Shakespeare’s interpretation of the Wars of the Roses offers few glimmers of national regeneration or optimistic sentiment, however. Aside from occasional moments of black comedy, it is a historical tragedy dominated by archetypal human experiences of violence, suffering, and grief—alternately thrilling, chilling, and moving. To illustrate one such universalizing pattern, we can compare a play Shakespeare was writing only a few years later: Romeo and Juliet. Though they are very different in other respects, the action of both plays centers on long-standing feuds. When first published, Part 3 was subtitled “the Whole Contention Between the Two Houses, Lancaster and York.” And Henry VI, Part 3, as it was titled when published in the Shakespeare First Folio of 1623, is a kind of family feud writ large, since the Lancastrians and Yorkists were extensively interrelated by ancestry and marriage. Dramatically, their quarrels present the national equivalent of the rival Capulet and Montague households. In both plays an increasingly irrational “ancient grudge” (Romeo and Juliet 1.Prologue.3) destroys a whole generation of their star-crossed children.

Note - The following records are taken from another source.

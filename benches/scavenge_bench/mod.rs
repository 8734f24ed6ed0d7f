pub mod graph;
pub mod mut_list;

pub use criterion::Criterion;

pub fn bench(c: &mut Criterion) {
    graph::bench(c);
    mut_list::bench(c);
}
//! Helpers shared by the unit tests, the scenario tests and the benchmarks.

use std::panic;
use std::sync::mpsc;
use std::sync::Mutex;
use std::thread;
use std::time::Duration;

pub mod fixtures;

/// Run `f` on its own thread and fail if it has not returned after `millis` milliseconds.
///
/// A collection whose workers never agree to terminate would otherwise hang the test run. A panic
/// inside `f` is re-raised here with its original payload.
pub fn panic_after<T, F>(millis: u64, f: F) -> T
where
    T: Send + 'static,
    F: FnOnce() -> T + Send + 'static,
{
    let (finished, timer) = mpsc::channel::<()>();
    let runner = thread::spawn(move || {
        let result = f();
        // Nobody listens once the timer has fired.
        let _ = finished.send(());
        result
    });

    match timer.recv_timeout(Duration::from_millis(millis)) {
        Ok(()) | Err(mpsc::RecvTimeoutError::Disconnected) => {
            runner.join().unwrap_or_else(|payload| panic::resume_unwind(payload))
        }
        Err(mpsc::RecvTimeoutError::Timeout) => panic!("no result after {} ms", millis),
    }
}

lazy_static::lazy_static! {
    static ref PROCESS_STATE: Mutex<()> = Mutex::default();
}

/// Run `f` while holding a process-wide lock. Tests that set environment variables use this.
pub fn serial_test<F: FnOnce()>(f: F) {
    let _held = PROCESS_STATE.lock().unwrap_or_else(|poisoned| poisoned.into_inner());
    f();
}

/// Run `test`, then `cleanup` whether or not `test` panicked.
pub fn with_cleanup<T, C>(test: T, cleanup: C)
where
    T: FnOnce() + panic::UnwindSafe,
    C: FnOnce(),
{
    let outcome = panic::catch_unwind(test);
    cleanup();
    if let Err(payload) = outcome {
        panic::resume_unwind(payload);
    }
}
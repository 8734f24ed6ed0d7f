use super::block::{Block, BlockFlags};
use super::block_allocator::BlockAllocator;
use super::generation::Generation;
use super::linear_scan::ObjectIterator;
use crate::util::constants::BLOCK_PAYLOAD_WORDS;
use crate::util::conversions::blocks_for_words;
use crate::util::logger;
use crate::util::options::Options;
use crate::util::{Address, ObjectReference};
use spin::Mutex;

/// The generational heap: its generations, the static area, and the blocks behind them.
pub struct Heap {
    options: Options,
    allocator: BlockAllocator,
    generations: Box<[Generation]>,
    statics: Mutex<Vec<Block>>,
    static_alloc_block: Mutex<Option<Block>>,
}

impl Heap {
    pub fn new(options: Options) -> Heap {
        logger::init_once();
        let oldest = options.oldest_generation();
        let generations = (0..options.generations)
            .map(|g| Generation::new(g, (g + 1).min(oldest)))
            .collect();
        info!(
            "Heap created with {} generation(s), {} worker thread(s)",
            options.generations, options.threads
        );
        Heap {
            options,
            allocator: BlockAllocator::new(),
            generations,
            statics: Mutex::new(vec![]),
            static_alloc_block: Mutex::new(None),
        }
    }

    pub fn options(&self) -> &Options {
        &self.options
    }

    pub fn generation(&self, no: usize) -> &Generation {
        &self.generations[no]
    }

    pub fn generations(&self) -> &[Generation] {
        &self.generations
    }

    pub fn n_generations(&self) -> usize {
        self.generations.len()
    }

    pub fn oldest_generation(&self) -> usize {
        self.generations.len() - 1
    }

    pub fn blocks_in_use(&self) -> usize {
        self.allocator.blocks_in_use()
    }

    pub(crate) fn allocator(&self) -> &BlockAllocator {
        &self.allocator
    }

    /// Allocate `words` words for a new object in generation `gen`. The caller initialises the
    /// object before the next collection.
    pub fn alloc(&self, gen: usize, words: usize) -> Address {
        let generation = &self.generations[gen];
        if words > self.options.large_object_words {
            let group = self.allocator.alloc_group(
                blocks_for_words(words),
                gen,
                generation.to(),
                BlockFlags::LARGE,
            );
            group.set_free(group.payload_start().word(words));
            generation.add_large_object(group);
            return group.payload_start();
        }
        generation.alloc(words, &self.allocator)
    }

    /// Allocate `words` words in the static area. Static closures are never moved or freed.
    ///
    /// A closure too big for one block gets a group of its own; small closures keep sharing
    /// single blocks, so every one of them starts within the first block of its group.
    pub fn alloc_static(&self, words: usize) -> Address {
        let oldest = self.oldest_generation();
        if words > BLOCK_PAYLOAD_WORDS {
            let group = self
                .allocator
                .alloc_group(blocks_for_words(words), oldest, oldest, BlockFlags::STATIC);
            self.statics.lock().push(group);
            return match group.alloc(words) {
                Some(addr) => addr,
                None => fatal!("Static closure of {} words does not fit its block group", words),
            };
        }
        let mut alloc_block = self.static_alloc_block.lock();
        if let Some(addr) = alloc_block.and_then(|b| b.alloc(words)) {
            return addr;
        }
        let block = self.allocator.alloc_group(1, oldest, oldest, BlockFlags::STATIC);
        self.statics.lock().push(block);
        *alloc_block = Some(block);
        match block.alloc(words) {
            Some(addr) => addr,
            None => fatal!("Static closure of {} words does not fit a block", words),
        }
    }

    /// Allocate an empty to-space block for generation `gen`.
    pub(crate) fn alloc_to_space_block(&self, gen: usize) -> Block {
        self.allocator
            .alloc_group(1, gen, self.generations[gen].to(), BlockFlags::EVACUATED)
    }

    pub(crate) fn free_group(&self, block: Block) {
        self.allocator.free_group(block)
    }

    /// The generation an object lives in. Static closures report the oldest generation.
    pub fn generation_of(&self, object: ObjectReference) -> usize {
        Block::containing(object).gen_no()
    }

    /// Is the object in the static area?
    pub fn is_static(&self, object: ObjectReference) -> bool {
        Block::containing(object).has_flag(BlockFlags::STATIC)
    }

    /// Every object in a generation, in address order within each block.
    pub fn objects_in(&self, gen: usize) -> Vec<ObjectReference> {
        let generation = &self.generations[gen];
        let mut objects: Vec<ObjectReference> = generation
            .blocks()
            .into_iter()
            .flat_map(ObjectIterator::new)
            .collect();
        objects.extend(
            generation
                .large_objects()
                .into_iter()
                .map(|b| ObjectReference::from_raw_address(b.payload_start())),
        );
        objects
    }

    pub fn static_blocks(&self) -> Vec<Block> {
        self.statics.lock().clone()
    }
}

impl Drop for Heap {
    fn drop(&mut self) {
        for generation in self.generations.iter() {
            for block in generation.drain_all() {
                self.allocator.free_group(block);
            }
        }
        for block in self.statics.lock().drain(..) {
            self.allocator.free_group(block);
        }
        // An unfinished collection still holds to-space blocks.
        if !std::thread::panicking() {
            debug_assert_eq!(self.allocator.blocks_in_use(), 0);
        }
    }
}
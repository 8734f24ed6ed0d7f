//! Runtime-tunable knobs of the scavenger.
//!
//! Every option has a type, a validator and a default. Defaults can be overridden through
//! environment variables named `SCAVENGER_<OPTION>` (e.g. `SCAVENGER_CARD_BITS=9`) or
//! programmatically through [`Options::set_from_str`].

use crate::util::constants::*;

fn always_valid<T>(_: &T) -> bool {
    true
}

/// Environment variables are matched against option names after stripping this prefix.
const ENV_PREFIX: &str = "SCAVENGER_";

macro_rules! options {
    ($($(#[$outer:meta])* $name:ident: $type:ty[$validator:expr] = $default:expr),* $(,)?) => [
        /// Scavenger options.
        #[derive(Clone, Debug)]
        pub struct Options {
            $($(#[$outer])* pub $name: $type),*
        }

        impl Options {
            /// The built-in defaults, ignoring the environment.
            pub fn new() -> Self {
                Options {
                    $($name: $default),*
                }
            }

            /// Parse and validate `value` for the option called `name`. On failure the option
            /// keeps its current value and false is returned.
            pub fn set_from_str(&mut self, name: &str, value: &str) -> bool {
                match name {
                    $(stringify!($name) => match value.parse::<$type>() {
                        Ok(parsed) if ($validator)(&parsed) => {
                            self.$name = parsed;
                            true
                        }
                        Ok(parsed) => {
                            warn!("Ignoring {}={:?}: out of range.", name, parsed);
                            false
                        }
                        Err(_) => {
                            warn!("Ignoring {}={:?}: cannot parse.", name, value);
                            false
                        }
                    },)*
                    _ => {
                        warn!("Ignoring unknown option {}.", name);
                        false
                    }
                }
            }

            /// Apply every `SCAVENGER_<NAME>` variable in the environment that names an option.
            fn read_env(&mut self) {
                for (key, value) in std::env::vars() {
                    let Some(name) = key.strip_prefix(ENV_PREFIX) else {
                        continue;
                    };
                    let name = name.to_lowercase();
                    if [$(stringify!($name)),*].contains(&name.as_str()) {
                        self.set_from_str(&name, &value);
                    }
                }
            }
        }

        impl Default for Options {
            fn default() -> Self {
                let mut options = Options::new();
                options.read_env();
                options
            }
        }
    ]
}

options! {
    /// Number of GC worker threads. One worker selects the sequential scavenger.
    threads:               usize  [|v: &usize| *v > 0] = num_cpus::get(),
    /// Number of generations in the heap, the nursery included.
    generations:           usize  [|v: &usize| *v > 0 && *v <= MAX_GENERATIONS] = 2,
    /// log2 of the number of array elements covered by one card of a mutable pointer array.
    card_bits:             usize  [|v: &usize| *v > 0 && *v <= 16] = DEFAULT_LOG_CARD_ELEMENTS,
    /// Frames and argument layouts with at most this many slots use the single-word bitmap encoding.
    small_bitmap_max_bits: usize  [|v: &usize| *v > 0 && *v <= BITS_IN_WORD] = BITS_IN_WORD,
    /// Objects of more than this many words are allocated as large objects and never copied.
    large_object_words:    usize  [|v: &usize| *v > 0 && *v <= BLOCK_PAYLOAD_WORDS] = DEFAULT_LARGE_OBJECT_WORDS,
    /// Promote objects referenced from an old generation straight into that generation.
    eager_promotion:       bool   [always_valid] = true,
    /// Let idle workers claim full to-space blocks queued by other workers.
    work_stealing:         bool   [always_valid] = true,
    /// Number of remembered-set entries handed out per claim in a parallel collection.
    mut_list_chunk:        usize  [|v: &usize| *v > 0] = DEFAULT_MUT_LIST_CHUNK,
}

impl Options {
    /// Number of elements covered by one card.
    pub fn card_elements(&self) -> usize {
        1 << self.card_bits
    }

    /// Index of the oldest generation.
    pub fn oldest_generation(&self) -> usize {
        self.generations - 1
    }
}
use crate::storage::Block;

/// A worker's view of one generation during a collection: where it copies survivors to, and the
/// blocks it still has to scan.
#[derive(Debug)]
pub(crate) struct GenWorkspace {
    pub gen_no: usize,
    /// The block survivors are currently copied into.
    pub todo_block: Option<Block>,
    /// Full blocks waiting to be scanned by this worker.
    pub todo_q: Vec<Block>,
    /// Large objects claimed by this worker and not scanned yet.
    pub todo_large: Vec<Block>,
    /// Blocks whose every object has been scanned.
    pub scavenged: Vec<Block>,
    pub scavenged_large: Vec<Block>,
}

impl GenWorkspace {
    pub fn new(gen_no: usize) -> Self {
        GenWorkspace {
            gen_no,
            todo_block: None,
            todo_q: vec![],
            todo_large: vec![],
            scavenged: vec![],
            scavenged_large: vec![],
        }
    }

    /// Is there anything left to scan?
    pub fn has_work(&self) -> bool {
        self.todo_block.is_some_and(|b| !b.is_scanned())
            || !self.todo_q.is_empty()
            || !self.todo_large.is_empty()
    }
}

Moreover, like modern stagings of Romeo and Juliet or adaptations such as West Side Story that map the play’s tragedy onto present-day ethnic or cultural clashes, Henry VI, Part 3 has the power to mirror local civil wars around the world. This potential has been recognized only recently, however, as directors in the United Kingdom and to a lesser extent North America discover in the play theatrical analogies for Vietnam, Rwanda, Bosnia, Darfur, and possibly now Iraq. From a wider perspective, productions such as Jane Howell’s for the BBC/Time-Life Television Shakespeare series (1983)—the most widely available version of Henry VI in performance—have shown that this darkest of Shakespeare’s English history plays makes a compelling statement about the hellish nature of war in any age.

As these contexts of reception suggest, Henry VI, Part 3 has been better appreciated in the modern theater than in academic criticism. Scholars have long been more preoccupied with explaining the play’s complicated textual origins than with discovering its dramatic virtues. It is also not readily esteemed according to conventional literary standards, because much of its action consists of combats and battles, whose mode is visual and spectacular rather than verbal. Shakespeare’s contemporary Ben Jonson was the first to express impatience with the “drum and trumpet stuff” of this and other history plays, especially if the combat was staged poorly—as he put it, when “three rusty swords . . . Fight over Lancaster and York’s long jars [i.e., discords].”1 But Jonson’s comment confused skill in staging with the artistic purpose of the play’s combat scenes. As in post-Vietnam movies such as Apocalypse Now (1979) and Platoon (1986), the violence in Part 3 is not merely a sensational or dumbed-down substitute for verbal dialogue.2 It is a crucial material and emotional component of the play’s wider analysis of war as the destruction of innocent people and civil values.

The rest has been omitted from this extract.